Brent Crude fell 81 cents, or 1.5 percent, at $54.54 a barrel by 2:36 p.m. EDT (1936 GMT), while U.S. crude futures settled down 81 cents, or 1.5 percent, at $52.49 a barrel.
The EIA report diverged widely from the American Petroleum Institute industry group’s data released late on Tuesday, which showed a much larger-than-expected 4.1-million-barrel crude draw. Analysts said the API report had helped carry WTI futures to a one-week high earlier in the session. Even though WTI futures for February were little changed, the U.S. front-month was up about 2 percent and trading at its highest level in more than a week due to the contract roll from lower-priced January to higher-priced February on Tuesday. “This week’s trade has thus far provided no surprises as reduced holiday volume has been contributing to some narrow trading ranges,” Jim Ritterbusch, president of Chicago-based energy advisory firm Ritterbusch & Associates, said in a report.

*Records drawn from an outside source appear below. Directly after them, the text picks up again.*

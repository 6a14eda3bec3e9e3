use bonlib::{
    error::BonError,
    model::{NewReceipt, OrderMode},
    service::LedgerService,
    store::json_file::JsonFileStore,
    traits::{CompanyRegistry, EntryStore, HistoryLog},
};
use rust_decimal::Decimal;

#[test]
fn survives_reopen() {
    let dir = tempfile::tempdir().unwrap();
    let path = dir.path().join("ledger").join("bon.json");

    let company = {
        let mut store = JsonFileStore::open(&path).unwrap();
        let c = store.add_company("Sarl Atlas").unwrap().id;
        let mut svc = LedgerService::new(store);
        for (date, billed) in [("2025-01-16", 1870), ("2025", 6662)] {
            svc.add(
                &c,
                NewReceipt {
                    date: date.into(),
                    billed_amount: Some(Decimal::new(billed, 0)),
                    ..Default::default()
                },
            )
            .unwrap();
        }
        let first = svc.ledger(&c).unwrap()[0].id.clone();
        svc.reorder(&c, &first, 1).unwrap();
        c
    };
    assert!(path.exists());

    let store = JsonFileStore::open(&path).unwrap();
    assert_eq!(store.company(&company).unwrap().order_mode, OrderMode::Manual);
    let rows = store.list_entries(&company).unwrap();
    let totals: Vec<_> = rows.iter().map(|r| r.total).collect();
    assert_eq!(totals, vec![Decimal::new(1870, 0), Decimal::new(8532, 0)]);
    assert_eq!(store.history(Some(&company)).unwrap().len(), 2);
}

#[test]
fn missing_file_is_empty_store() {
    let dir = tempfile::tempdir().unwrap();
    let store = JsonFileStore::open(dir.path().join("absent.json")).unwrap();
    assert!(store.companies().unwrap().is_empty());
    assert!(!store.path().exists());
}

#[test]
fn corrupt_file_is_an_error() {
    let dir = tempfile::tempdir().unwrap();
    let path = dir.path().join("bad.json");
    std::fs::write(&path, "{ not json").unwrap();
    assert!(matches!(JsonFileStore::open(&path), Err(BonError::Json(_))));
}

#[test]
fn removing_company_is_persisted() {
    let dir = tempfile::tempdir().unwrap();
    let path = dir.path().join("bon.json");
    let mut store = JsonFileStore::open(&path).unwrap();
    let c = store.add_company("Gone").unwrap().id;
    store.remove_company(&c).unwrap();

    let reopened = JsonFileStore::open(&path).unwrap();
    assert!(reopened.companies().unwrap().is_empty());
    assert!(reopened.snapshot().receipts.is_empty());
}

#[test]
fn failed_write_leaves_memory_as_on_disk() {
    let dir = tempfile::tempdir().unwrap();
    let path = dir.path().join("bon.json");
    let mut store = JsonFileStore::open(&path).unwrap();
    let c = store.add_company("Sarl Atlas").unwrap().id;
    let mut svc = LedgerService::new(store);
    let row = |date: &str, billed: i64| NewReceipt {
        date: date.into(),
        billed_amount: Some(Decimal::new(billed, 0)),
        ..Default::default()
    };
    svc.add(&c, row("2025-01-10", 10)).unwrap();

    // the temp file path is taken by a directory
    let tmp = path.with_extension("json.tmp");
    std::fs::create_dir(&tmp).unwrap();
    let err = svc.add(&c, row("2025-01-20", 5)).unwrap_err();
    assert!(matches!(err, BonError::Store { op: "insert_entry", .. }));
    assert!(err.is_persistence());

    let rows = svc.ledger(&c).unwrap();
    assert_eq!(rows.len(), 1);
    assert_eq!(rows[0].total, Decimal::new(10, 0));
    assert_eq!(svc.store().history(Some(&c)).unwrap().len(), 1);
    assert_eq!(JsonFileStore::open(&path).unwrap().list_entries(&c).unwrap().len(), 1);

    std::fs::remove_dir(&tmp).unwrap();
    let added = svc.add(&c, row("2025-01-20", 5)).unwrap();
    assert_eq!(added.total, Decimal::new(15, 0));
    assert_eq!(JsonFileStore::open(&path).unwrap().list_entries(&c).unwrap().len(), 2);
}
//! # Basket Graph Benchmarks
//!
//! | Operation | Expected cost |
//! |-----------|---------------|
//! | Graph build | O(sum of k^2) for baskets of k distinct items |
//! | BFS / DFS | O(V + E) within the depth bound |
//! | Merge sort | O(n log n) |
//! | Top bundles (size > 2) | O(sum of C(k, s)) subsets |

use basket_graph::algorithms::{build_graph, itemsets, merge_sort, traverse, TraversalLimits};
use basket_graph::TraversalStrategy;
use basket_tests::fixtures::synthetic_transactions;
use criterion::{black_box, criterion_group, criterion_main, BenchmarkId, Criterion, Throughput};
use rand::rngs::StdRng;
use rand::{Rng, SeedableRng};
use std::time::Duration;

// ============================================================================
// Graph construction
// ============================================================================

fn bench_graph_build(c: &mut Criterion) {
    let mut group = c.benchmark_group("graph-build");
    group.measurement_time(Duration::from_secs(5));

    for count in [1_000, 10_000, 50_000] {
        let transactions = synthetic_transactions(count, 500, 8, 1);
        group.throughput(Throughput::Elements(count as u64));
        group.bench_with_input(BenchmarkId::new("transactions", count), &transactions, |b, txs| {
            b.iter(|| black_box(build_graph(txs)))
        });
    }

    group.finish();
}

// ============================================================================
// Depth-limited search
// ============================================================================

fn bench_traversal(c: &mut Criterion) {
    let mut group = c.benchmark_group("traversal");
    let graph = build_graph(&synthetic_transactions(20_000, 1_000, 6, 2));

    for depth in [1, 2, 4] {
        for strategy in [TraversalStrategy::BreadthFirst, TraversalStrategy::DepthFirst] {
            let name = format!("{:?}", strategy);
            group.bench_with_input(BenchmarkId::new(name, depth), &depth, |b, &depth| {
                b.iter(|| {
                    black_box(traverse(&graph, "item-0000", strategy, TraversalLimits::depth(depth)))
                })
            });
        }
    }

    group.finish();
}

// ============================================================================
// Stable merge sort
// ============================================================================

fn bench_merge_sort(c: &mut Criterion) {
    let mut group = c.benchmark_group("merge-sort");
    let mut rng = StdRng::seed_from_u64(3);

    for size in [1_000, 10_000, 100_000] {
        let values: Vec<(u32, u64)> = (0..size).map(|i| (i, rng.gen_range(0..1_000))).collect();
        group.throughput(Throughput::Elements(size as u64));
        group.bench_with_input(BenchmarkId::new("descending", size), &values, |b, values| {
            b.iter(|| black_box(merge_sort(values, |v| v.1, true)))
        });
    }

    group.finish();
}

// ============================================================================
// Bundle mining
// ============================================================================

fn bench_top_bundles(c: &mut Criterion) {
    let mut group = c.benchmark_group("top-bundles");
    group.measurement_time(Duration::from_secs(5));

    let transactions = synthetic_transactions(10_000, 200, 8, 4);
    let graph = build_graph(&transactions);

    group.bench_function("pairs_from_graph", |b| {
        b.iter(|| black_box(itemsets::top_pair_bundles(&graph, 10)))
    });

    for size in [2, 3, 4] {
        group.bench_with_input(BenchmarkId::new("enumerated", size), &size, |b, &size| {
            b.iter(|| black_box(itemsets::top_bundles(&transactions, size, 10)))
        });
    }

    group.finish();
}

criterion_group!(
    benches,
    bench_graph_build,
    bench_traversal,
    bench_merge_sort,
    bench_top_bundles,
);

criterion_main!(benches);
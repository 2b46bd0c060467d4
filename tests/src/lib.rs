//! # Basket Graph Test Suite
//!
//! Unified test crate containing:
//!
//! ## Structure
//!
//! ```text
//! tests/src/
//! ├── fixtures.rs       # Shared datasets (fixed grocery baskets, seeded synthetic data)
//! └── integration/      # End-to-end flows: source -> service -> query handler
//!
//! tests/benches/
//! └── analysis_benchmarks.rs
//! ```
//!
//! ## Running Tests
//!
//! ```bash
//! # All tests
//! cargo test -p basket-tests
//!
//! # Benchmarks
//! cargo bench -p basket-tests
//! ```

pub mod fixtures;
pub mod integration;
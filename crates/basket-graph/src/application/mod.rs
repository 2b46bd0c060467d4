//! Application layer: service orchestration

pub mod service;

pub use service::BasketAnalysisService;
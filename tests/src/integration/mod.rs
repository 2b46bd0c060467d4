//! # Integration Flows
//!
//! End-to-end scenarios across the crate's layers.

pub mod flows;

Hourly volume in the front-month contract was around 2,300 lots on Wednesday, compared with an average of 2,400 for hourly volume in the second half of December, according to trading data from the InterContinental Exchange. French bank Societe Generale said the agreement between theOrganization of the Petroleum Exporting Countries and other leading producers to cut production from January “should push crude prices … to the $50-60 range in 2017.”
Oil markets are expected to remain well supplied despite the planned reductions. Russia’s 2016 oil output is expected to total 547.5 million tonnes (11 million barrels per day), a 2.5 percent increase from the previous year, Energy Minister Alexander Novak told reporters late on Tuesday. Taking advantage of plentiful and relatively cheap crude, refiners especially in Asia are churning out more fuel than the market can absorb.